**WHAT YOU NEED TO DO:**
Copy out the lines below that hold the word "current".

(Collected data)
◇ ◇ ◇ ◇ ◇ ◇ ◇

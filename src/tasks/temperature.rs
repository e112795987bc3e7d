//! 温度任务
//!
//! 温度信号到达后取出队列中最新的采样，按目标档位计算加热等级，
//! 发往等级队列 (队列集成员) 与诊断等级队列。

use crate::hw::SerialPort;
use crate::registry::Registry;
use crate::tasks::{HeatingLevel, HeatingPolicy};
use crate::util::log::*;

/// 处理一次温度信号，队列为空时返回 `None`
pub async fn step<P, H>(registry: &Registry<P>, policy: &H) -> Option<HeatingLevel>
where
    P: SerialPort + Send + 'static,
    H: HeatingPolicy,
{
    registry.temperature_signal().take().await;

    let mut latest = None;
    while let Some(celsius) = registry.temperature_queue().try_receive() {
        latest = Some(celsius);
    }
    let current = latest?;

    let level = policy.level_for(registry.setpoint().get(), current);
    log_debug!("Temperature {}C -> level {}", current, level as u8);

    registry.level_queue().send(level).await;
    if registry.uart_level_queue().try_send(level).is_err() {
        log_warn!("Uart level queue full");
    }
    Some(level)
}

/// 任务入口
pub async fn run<P, H>(registry: &'static Registry<P>, policy: H) -> !
where
    P: SerialPort + Send + 'static,
    H: HeatingPolicy,
{
    log_info!("Temperature task started");
    loop {
        step(registry, &policy).await;
    }
}
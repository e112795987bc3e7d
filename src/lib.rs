//! heater-rtos - 座椅加热控制器任务协调层
//!
//! 本库提供以下核心功能:
//! - 事件多路复用 (队列集): 一个等待点汇聚数据队列与两个二值信号
//! - 去抖定时器: 把抖动的边沿中断变成单个逻辑事件
//! - 运行时统计: 每次任务切换时记录执行时间
//! - 同步原语注册表与七任务拓扑
//! - 条件编译日志系统
//!
//! 调度器本身不在本库中实现，只通过 [`kernel::Scheduler`] 描述所需接口。

#![cfg_attr(not(test), no_std)]

pub mod accounting;
pub mod boot;
pub mod fault;
#[cfg(feature = "firmware")]
pub mod firmware;
pub mod hw;
pub mod kernel;
pub mod registry;
pub mod sync;
pub mod tasks;
pub mod timer;
pub mod util;

// ===== 重导出常用类型 =====
pub use accounting::{CycleCounter, RuntimeAccounting};
pub use kernel::{Scheduler, SwitchHooks, TaskTag};
pub use registry::Registry;
pub use sync::{BinarySignal, BoundedQueue, EventGroup, PiMutex, QueueSet};
pub use timer::SoftTimer;

// ===== 版本信息 =====
pub const VERSION: &str = env!("CARGO_PKG_VERSION");
pub const NAME: &str = env!("CARGO_PKG_NAME");

/// 系统配置常量
pub mod config {
    /// 原始控制板 CPU 频率 (Hz)
    pub const CPU_CLOCK_HZ: u32 = 16_000_000;

    /// ESP32-S3 目标 CPU 频率 (Hz)
    pub const CPU_FREQ_HZ: u32 = 240_000_000;

    /// 调度器 Tick 频率 (Hz)
    pub const TICK_RATE_HZ: u32 = 100;

    /// Embassy 时间基准 (Hz) - 运行时统计使用该计数器
    pub const TICK_FREQ_HZ: u32 = 1_000_000;

    /// 任务优先级数量 (0 ~ MAX_PRIORITIES-1)
    pub const MAX_PRIORITIES: u8 = 5;

    /// 最小任务栈 (字)
    pub const MINIMAL_STACK_WORDS: usize = 128;

    /// 应用任务栈 (字)
    pub const TASK_STACK_WORDS: usize = 256;

    /// 应用任务数量，同时也是统计表的长度
    pub const TASK_COUNT: usize = 7;

    /// 内核对象配额 (字节)，对应原固件的堆大小
    pub const TOTAL_HEAP_SIZE: usize = 16 * 1024;

    /// 温度采样队列长度
    pub const SIZE_TEMPERATURE_QUEUE: usize = 5;

    /// 加热等级队列长度 (队列集成员)
    pub const SIZE_LEVEL_OF_HEATING_QUEUE: usize = 5;

    /// 加热状态队列长度
    pub const SIZE_STATE_OF_HEATING_QUEUE: usize = 5;

    /// 诊断用加热等级队列长度
    pub const SIZE_LEVEL_OF_HEATING_UART_QUEUE: usize = 5;

    /// 加热等级 + 故障队列集容量: 等级队列 + 两个二值信号
    pub const SIZE_LEVEL_OF_HEATING_AND_FAILURE_QUEUE_SET: usize =
        SIZE_LEVEL_OF_HEATING_QUEUE + 1 + 1;

    /// 队列集静态上限
    pub const QUEUE_SET_MAX_EVENTS: usize = 16;

    /// 单个队列集最多成员数
    pub const QUEUE_SET_MAX_MEMBERS: usize = 8;

    /// 按键去抖延时 (ms)
    pub const DEBOUNCE_DELAY_MS: u64 = 50;

    /// 定时器服务优先级
    pub const TIMER_TASK_PRIORITY: u8 = MAX_PRIORITIES - 1;

    /// 传感器周期采样间隔 (ms)
    pub const SENSOR_PERIOD_MS: u64 = 500;

    /// 故障处理任务在队列集上的最长等待 (ms)
    pub const FAILURE_SELECT_TIMEOUT_MS: u64 = 1_000;

    /// 运行时统计报告周期 (ms)
    pub const RUNTIME_REPORT_PERIOD_MS: u64 = 5_000;

    /// 嵌套切换深度: 每个优先级最多一个被抢占的任务
    pub const SWITCH_DEPTH: usize = MAX_PRIORITIES as usize + 1;
}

◇ ◇ ◇ ◇ ◇ ◇ ◇

**EXPECTED ANSWER:**
    let current = latest?;
    let level = policy.level_for(registry.setpoint().get(), current);
    log_debug!("Temperature {}C -> level {}", current, level as u8);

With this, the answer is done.